Le projet de loi rendrait également les contributions effectuées dans le cadre d'un "arrangement de conduit inapproprié" inéligibles à la déduction fiscale pour contributions caritatives. Il crée une nouvelle structure de taxe d'accise pour les arrangements de conduit inappropriés : une taxe initiale égale à 20 % du montant transféré sur l'organisation et une taxe initiale de 5 % sur un gestionnaire d'organisation qui a accepté sciemment le transfert (sous réserve d'une exception pour cause raisonnable). Si le transfert n'est pas corrigé dans la période imposable, l'organisation devrait une taxe supplémentaire égale à 100 % du transfert, et un gestionnaire d'organisation qui refuse d'accepter tout ou partie de la correction devrait une taxe supplémentaire égale à 50 % du transfert. La loi plafonne la taxe initiale du gestionnaire à 10 000 $ et la taxe supplémentaire du gestionnaire à 20 000 $. Le projet de loi définit des termes clés, exige que le Trésor rédige des règlements clarifiant les arrangements couverts et ce qui compte comme "discrétion et contrôle", et entrerait en vigueur pour les années imposables commençant après le 31 décembre 2027. Le projet de loi a été présenté au Sénat le 22 juillet 2026 par le sénateur Tom Cotton et renvoyé au Comité des finances.
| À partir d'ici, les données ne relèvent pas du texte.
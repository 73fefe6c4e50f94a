//! HTTP server assembly: shared state, router, health probes.

pub mod health;
pub mod routes;
pub mod state;

pub use routes::build_router;
pub use state::AppState;
//! Reservation engine: the ticket-ledger state machine.
//!
//! Per-ticket lifecycle: `absent -> booked -> (booked' on modify) -> absent`
//! (on cancel). There are no other states; no ticket is ever created or
//! destroyed by any other path.
//!
//! The engine is split the same way the rest of this codebase separates pure
//! transitions from their runtime: [`EngineState`] implements the five
//! operations as plain synchronous methods over the ticket ledger and the
//! [`InventoryLedger`], and [`ReservationEngine`] wraps that state in a
//! single `RwLock` shared by every request-handling task. One
//! mutual-exclusion domain covers both the ticket list and the seat
//! counters, so a purchase can never observe a half-updated count and a
//! listing can never iterate a collection being compacted.

use crate::error::EngineError;
use crate::ledger::{InventoryLedger, SectionAvailability};
use crate::types::{Capacity, Money, Owner, Ticket};
use std::collections::HashMap;
use tokio::sync::RwLock;

// ============================================================================
// Requests
// ============================================================================

/// Input to [`ReservationEngine::purchase`].
#[derive(Clone, Debug)]
pub struct PurchaseRequest {
    /// Departure station
    pub origin: String,
    /// Arrival station
    pub destination: String,
    /// Holder of the ticket; the engine keeps a private copy
    pub owner: Owner,
    /// Price paid
    pub price: Money,
    /// Section to allocate a seat in
    pub section: String,
}

fn require(field: &'static str, value: &str) -> Result<(), EngineError> {
    if value.is_empty() {
        Err(EngineError::Validation { field })
    } else {
        Ok(())
    }
}

// ============================================================================
// Pure state machine
// ============================================================================

/// The engine's guarded state: the ordered collection of live tickets plus
/// the seat counters, mutated together under one lock.
///
/// All transitions are synchronous and total: they either fully apply or
/// return an [`EngineError`] with state untouched.
#[derive(Clone, Debug)]
pub struct EngineState {
    tickets: Vec<Ticket>,
    inventory: InventoryLedger,
}

impl EngineState {
    /// Creates an empty ledger over the start-up capacity configuration.
    #[must_use]
    pub fn new(capacities: HashMap<String, Capacity>) -> Self {
        Self {
            tickets: Vec::new(),
            inventory: InventoryLedger::new(capacities),
        }
    }

    fn find(&self, email: &str) -> Option<usize> {
        self.tickets
            .iter()
            .position(|t| t.owner.email.as_str() == email)
    }

    /// Books a seat: takes one seat from the section and appends a new live
    /// ticket.
    ///
    /// At most one live ticket per owner email is permitted; a second
    /// purchase under a live email is rejected before the ledger is touched.
    ///
    /// # Errors
    ///
    /// - [`EngineError::Validation`] if any required field is empty.
    /// - [`EngineError::DuplicateOwner`] if a live ticket already exists for
    ///   the owner's email.
    /// - [`EngineError::NoAvailableSeats`] if the section has no remaining
    ///   seats (unknown sections included).
    pub fn purchase(&mut self, request: PurchaseRequest) -> Result<Ticket, EngineError> {
        require("origin", &request.origin)?;
        require("destination", &request.destination)?;
        require("section", &request.section)?;
        require("first_name", &request.owner.first_name)?;
        require("last_name", &request.owner.last_name)?;
        require("email", request.owner.email.as_str())?;

        if self.find(request.owner.email.as_str()).is_some() {
            return Err(EngineError::DuplicateOwner {
                email: request.owner.email.to_string(),
            });
        }

        self.inventory
            .decrement(&request.section)
            .map_err(|_| EngineError::NoAvailableSeats {
                section: request.section.clone(),
            })?;

        let ticket = Ticket::new(
            request.origin,
            request.destination,
            request.owner,
            request.price,
            request.section,
        );
        self.tickets.push(ticket.clone());
        Ok(ticket)
    }

    /// Returns the live ticket for an owner email.
    ///
    /// # Errors
    ///
    /// - [`EngineError::Validation`] if the email is empty.
    /// - [`EngineError::NotFound`] if no live ticket matches.
    pub fn fetch_by_owner(&self, email: &str) -> Result<Ticket, EngineError> {
        require("email", email)?;
        self.find(email)
            .map(|i| self.tickets[i].clone())
            .ok_or_else(|| EngineError::NotFound {
                email: email.to_string(),
            })
    }

    /// Returns every live ticket in a section, in ledger insertion order.
    ///
    /// An empty result for a configured section is a success, not an error.
    /// Each call re-scans current state; nothing is held open between calls.
    ///
    /// # Errors
    ///
    /// - [`EngineError::Validation`] if the section is empty.
    /// - [`EngineError::InvalidSection`] if the section is not configured.
    pub fn list_by_section(&self, section: &str) -> Result<Vec<Ticket>, EngineError> {
        require("section", section)?;
        if !self.inventory.contains(section) {
            return Err(EngineError::InvalidSection {
                section: section.to_string(),
            });
        }
        Ok(self
            .tickets
            .iter()
            .filter(|t| t.section == section)
            .cloned()
            .collect())
    }

    /// Removes the live ticket for an owner email and returns its seat to
    /// the section it was booked in.
    ///
    /// # Errors
    ///
    /// - [`EngineError::Validation`] if the email is empty.
    /// - [`EngineError::NotFound`] if no live ticket matches; no mutation is
    ///   attempted.
    pub fn cancel(&mut self, email: &str) -> Result<Ticket, EngineError> {
        require("email", email)?;
        let index = self.find(email).ok_or_else(|| EngineError::NotFound {
            email: email.to_string(),
        })?;
        let ticket = self.tickets.remove(index);
        self.inventory.increment(&ticket.section);
        Ok(ticket)
    }

    /// Moves the live ticket for an owner email into another section.
    ///
    /// The move is a fused cancel-and-repurchase: one seat is taken from the
    /// destination section and one returned to the source section before the
    /// ticket's section field is overwritten in place. Insertion order is
    /// preserved. Moving a ticket to the section it is already in succeeds
    /// without touching the counters.
    ///
    /// # Errors
    ///
    /// - [`EngineError::Validation`] if email or section is empty.
    /// - [`EngineError::NotFound`] if no live ticket matches.
    /// - [`EngineError::InvalidSection`] if the destination section is not
    ///   configured.
    /// - [`EngineError::NoAvailableSeats`] if the destination section is
    ///   exhausted; state is untouched.
    pub fn modify_section(&mut self, email: &str, section: &str) -> Result<Ticket, EngineError> {
        require("email", email)?;
        require("section", section)?;

        let index = self.find(email).ok_or_else(|| EngineError::NotFound {
            email: email.to_string(),
        })?;
        if self.tickets[index].section == section {
            return Ok(self.tickets[index].clone());
        }
        if !self.inventory.contains(section) {
            return Err(EngineError::InvalidSection {
                section: section.to_string(),
            });
        }

        self.inventory
            .decrement(section)
            .map_err(|_| EngineError::NoAvailableSeats {
                section: section.to_string(),
            })?;
        let previous = self.tickets[index].section.clone();
        self.inventory.increment(&previous);
        self.tickets[index].section = section.to_string();
        Ok(self.tickets[index].clone())
    }

    /// Current free-seat count for a section.
    #[must_use]
    pub fn remaining(&self, section: &str) -> u32 {
        self.inventory.remaining(section)
    }

    /// Remaining/capacity snapshot of every configured section.
    #[must_use]
    pub fn availability(&self) -> Vec<SectionAvailability> {
        self.inventory.availability()
    }

    /// Number of live tickets across all sections.
    #[must_use]
    pub fn ticket_count(&self) -> usize {
        self.tickets.len()
    }
}

// ============================================================================
// Locked façade
// ============================================================================

/// The reservation engine shared by every request handler.
///
/// Constructed once at process start and passed around by `Arc`; never
/// recreated per request. Mutating operations take the write lock, read-only
/// operations the read lock, and callers only ever receive owned [`Ticket`]
/// values, never references into the guarded state.
#[derive(Debug)]
pub struct ReservationEngine {
    state: RwLock<EngineState>,
}

impl ReservationEngine {
    /// Creates an engine over the start-up capacity configuration.
    #[must_use]
    pub fn new(capacities: HashMap<String, Capacity>) -> Self {
        Self {
            state: RwLock::new(EngineState::new(capacities)),
        }
    }

    /// Books a seat and returns the created ticket.
    ///
    /// # Errors
    ///
    /// See [`EngineState::purchase`].
    pub async fn purchase(&self, request: PurchaseRequest) -> Result<Ticket, EngineError> {
        self.state.write().await.purchase(request)
    }

    /// Returns the live ticket for an owner email.
    ///
    /// # Errors
    ///
    /// See [`EngineState::fetch_by_owner`].
    pub async fn fetch_by_owner(&self, email: &str) -> Result<Ticket, EngineError> {
        self.state.read().await.fetch_by_owner(email)
    }

    /// Returns every live ticket in a section, in ledger insertion order.
    ///
    /// # Errors
    ///
    /// See [`EngineState::list_by_section`].
    pub async fn list_by_section(&self, section: &str) -> Result<Vec<Ticket>, EngineError> {
        self.state.read().await.list_by_section(section)
    }

    /// Cancels the live ticket for an owner email and returns it.
    ///
    /// # Errors
    ///
    /// See [`EngineState::cancel`].
    pub async fn cancel(&self, email: &str) -> Result<Ticket, EngineError> {
        self.state.write().await.cancel(email)
    }

    /// Moves the live ticket for an owner email into another section.
    ///
    /// # Errors
    ///
    /// See [`EngineState::modify_section`].
    pub async fn modify_section(&self, email: &str, section: &str) -> Result<Ticket, EngineError> {
        self.state.write().await.modify_section(email, section)
    }

    /// Current free-seat count for a section.
    pub async fn remaining(&self, section: &str) -> u32 {
        self.state.read().await.remaining(section)
    }

    /// Remaining/capacity snapshot of every configured section.
    pub async fn availability(&self) -> Vec<SectionAvailability> {
        self.state.read().await.availability()
    }
}
//! Router configuration for the reservation server.
//!
//! Builds the complete Axum router with all endpoints.

use super::health::{health_check, readiness_check};
use super::state::AppState;
use crate::api::{sections, tickets};
use axum::{
    routing::{get, post, put},
    Router,
};

/// Build the complete Axum router.
///
/// One route per engine operation, plus the availability report and the
/// health probes:
/// - `POST /api/tickets` — purchase a ticket
/// - `GET /api/tickets/:email` — fetch a receipt
/// - `DELETE /api/tickets/:email` — cancel a ticket
/// - `PUT /api/tickets/:email/section` — move a ticket to another section
/// - `GET /api/sections` — per-section availability
/// - `GET /api/sections/:section/tickets` — stream tickets in a section
#[must_use]
pub fn build_router(state: AppState) -> Router {
    let api_routes = Router::new()
        .route("/tickets", post(tickets::purchase_ticket))
        .route(
            "/tickets/:email",
            get(tickets::get_receipt).delete(tickets::cancel_ticket),
        )
        .route("/tickets/:email/section", put(tickets::modify_seat))
        .route("/sections", get(sections::availability))
        .route("/sections/:section/tickets", get(sections::tickets_in_section));

    Router::new()
        // Health checks (no state needed)
        .route("/health", get(health_check))
        .route("/ready", get(readiness_check))
        // API routes under /api prefix
        .nest("/api", api_routes)
        .with_state(state)
}
//! Health check endpoints.
//!
//! These endpoints are used by load balancers and monitoring systems
//! to verify service health.

use axum::http::StatusCode;

/// Simple health check endpoint (for basic liveness).
///
/// Returns 200 OK to indicate the service is running.
///
/// # Endpoint
///
/// ```text
/// GET /health
/// ```
#[allow(clippy::unused_async)]
pub async fn health_check() -> (StatusCode, &'static str) {
    (StatusCode::OK, "ok")
}

/// Readiness check endpoint.
///
/// The engine holds all state in memory and has no external dependencies,
/// so readiness coincides with liveness.
///
/// # Endpoint
///
/// ```text
/// GET /ready
/// ```
#[allow(clippy::unused_async)]
pub async fn readiness_check() -> (StatusCode, &'static str) {
    (StatusCode::OK, "ok")
}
Ce que cela signifie pour vous#

  • Donateurs : Si vous donnez à une personne spécifiquement identifiée par l'intermédiaire d'une œuvre de charité publique et que l'œuvre de charité ne fait pas preuve de discrétion et de contrôle sur les fonds, votre contribution pourrait être refusée en tant que déduction caritative en vertu de ce projet de loi.
  • Organisations caritatives : De nombreuses œuvres de charité publiques devraient ajouter des rapports détaillés sur les parrainages fiscaux à leurs déclarations IRS et pourraient faire face à des taxes d'accise significatives si elles transfèrent sciemment des fonds par le biais d'arrangements que le projet de loi considère comme des conduits inappropriés.
  • Gestionnaires d'organisation (agents, directeurs, fiduciaires) : Les individus qui acceptent sciemment des transferts inappropriés pourraient faire face à des taxes d'accise personnelles, avec des plafonds statutaires sur ces taxes personnelles.
  • Exclusions : Les fondations privées et les fonds conseillés par des donateurs sont exclus de la définition de parrainage fiscal dans le projet de loi.

Dépenses#

  • Le projet de loi crée des pénalités monétaires et des taxes d'accise : une taxe initiale de 20 % sur les organisations pour les montants transférés sciemment dans le cadre d'un arrangement de conduit inapproprié ; une taxe initiale de 5 % sur les gestionnaires d'organisation qui ont accepté sciemment de tels transferts (plafonnée à 10 000 $) ; une taxe supplémentaire de 100 % sur les organisations si non corrigée dans la période imposable ; et une taxe supplémentaire de 50 % sur les gestionnaires qui ont refusé d'accepter la correction (plafonnée à 20 000 $).
  • Il disqualifie également les déductions caritatives pour les contributions effectuées dans le cadre d'un arrangement de conduit inapproprié.
  • Aucune information disponible publiquement sur les estimations de coûts budgétaires, les coûts d'application ou les économies n'est incluse dans le texte du projet de loi ou les métadonnées fournies.

Point de vue des partisans#

Aucune information disponible publiquement.

Point de vue des opposants#

Aucune information disponible publiquement.